What the authors of The Encyclopedia of Guilty Pleasures (and everyone else who uses this term) fail to realize is that the only people who believe in some kind of universal taste—a consensual demarcation between what's artistically good and what's artistically bad—are insecure, uncreative elitists who need to use somebody else's art to validate their own limited worldview. It never matters what you like; what matters is why you like it.
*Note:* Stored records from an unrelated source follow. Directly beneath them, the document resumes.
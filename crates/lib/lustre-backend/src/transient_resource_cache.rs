//! Pools for resources that only live within a single frame's render graph.
//!
//! Retired graphs return their owned images and buffers here instead of
//! destroying them, and the next frame's graph picks up a matching resource
//! before asking the device for a fresh allocation.

use crate::vulkan::{
    buffer::{Buffer, BufferDesc},
    image::{Image, ImageDesc},
};
use std::collections::HashMap;

#[derive(Default)]
pub struct TransientResourceCache {
    images: HashMap<ImageDesc, Vec<Image>>,
    buffers: HashMap<BufferDesc, Vec<Buffer>>,
}

impl TransientResourceCache {
    pub fn get_image(&mut self, desc: &ImageDesc) -> Option<Image> {
        self.images.get_mut(desc).and_then(Vec::pop)
    }

    pub fn insert_image(&mut self, image: Image) {
        self.images.entry(image.desc).or_default().push(image);
    }

    pub fn get_buffer(&mut self, desc: &BufferDesc) -> Option<Buffer> {
        self.buffers.get_mut(desc).and_then(Vec::pop)
    }

    pub fn insert_buffer(&mut self, buffer: Buffer) {
        self.buffers.entry(buffer.desc).or_default().push(buffer);
    }
}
Take, for example, Road House. This is a movie I love. But I don't love it because it's bad; I love it because it's interesting. Outside the genre of sci-fi, I can't think of any film less plausible than Road House. Every element of the story is wholly preposterous: the idea of Swayze being a nationally famous bouncer (with a degree in philosophy), the concept of such a superviolent bar having such an attractive clientele, the likelihood of a tiny Kansas town having such a sophisticated hospital, et cetera, et cetera, et cetera. Every single scene includes at least one detail that could never happen in real life. So does that make Road House bad? No. It makes Road House perfect. Because Road House exists in a parallel reality that is more fanciful (and more watchable) than The Lord of the Rings. The characters in Road House live within the mythology of rural legend while grappling with exaggerated moral dilemmas and neoclassical archetypes. I don't feel guilty for liking any of that. Road House also includes a monster truck. I don't feel guilty for liking that, either.

But let's say I did.

Let's assume that I was somehow humiliated by the fact that I watched The Ashlee Simpson Show, which is something I did almost every week for two months. I think it's a fascinating illustration of what's wrong with young people, how the music industry operates, and how modern celebrities aspire to view themselves. But let's pretend this wasn't the case. Let's say I considered this program a guilty pleasure, and let's say my desire to watch Ashlee explain how her boyfriend ruined Valentine's Day was something I needed to apologize for. Wouldn't this imply that The Ashlee Simpson Show was my conscious alternative to something better? Wouldn't this suggest that—were I not watching The Ashlee Simpson Show—I would be working on logarithms, or studying the lin- er notes of out-of-print jazz records, or searching for factual errors in The Economist? Because these are not things I do, and I don't think many of the other 2.9 million people watching Ashlee Simpson every Wednesday do these things, either. We're not losing the battle against cancer because of Ashlee Simpson. If we weren't watching her pretend to be sexy, we'd probably just be going to the bar earlier.

I think it was Voltaire (possibly) who once argued that every man is guilty of all the good he didn't do, and I suppose he had a point. If I spent as much time analyzing Al Qaeda as I've spent deconstructing Toby Keith's video for "Whiskey Girl," we probably would have won the war on terror last April. However, this is nothing to celebrate or bemoan; it's kind of my own fault, and it's kind of no one's fault. These things that give us pleasure, they are guilty of nothing. And neither are we."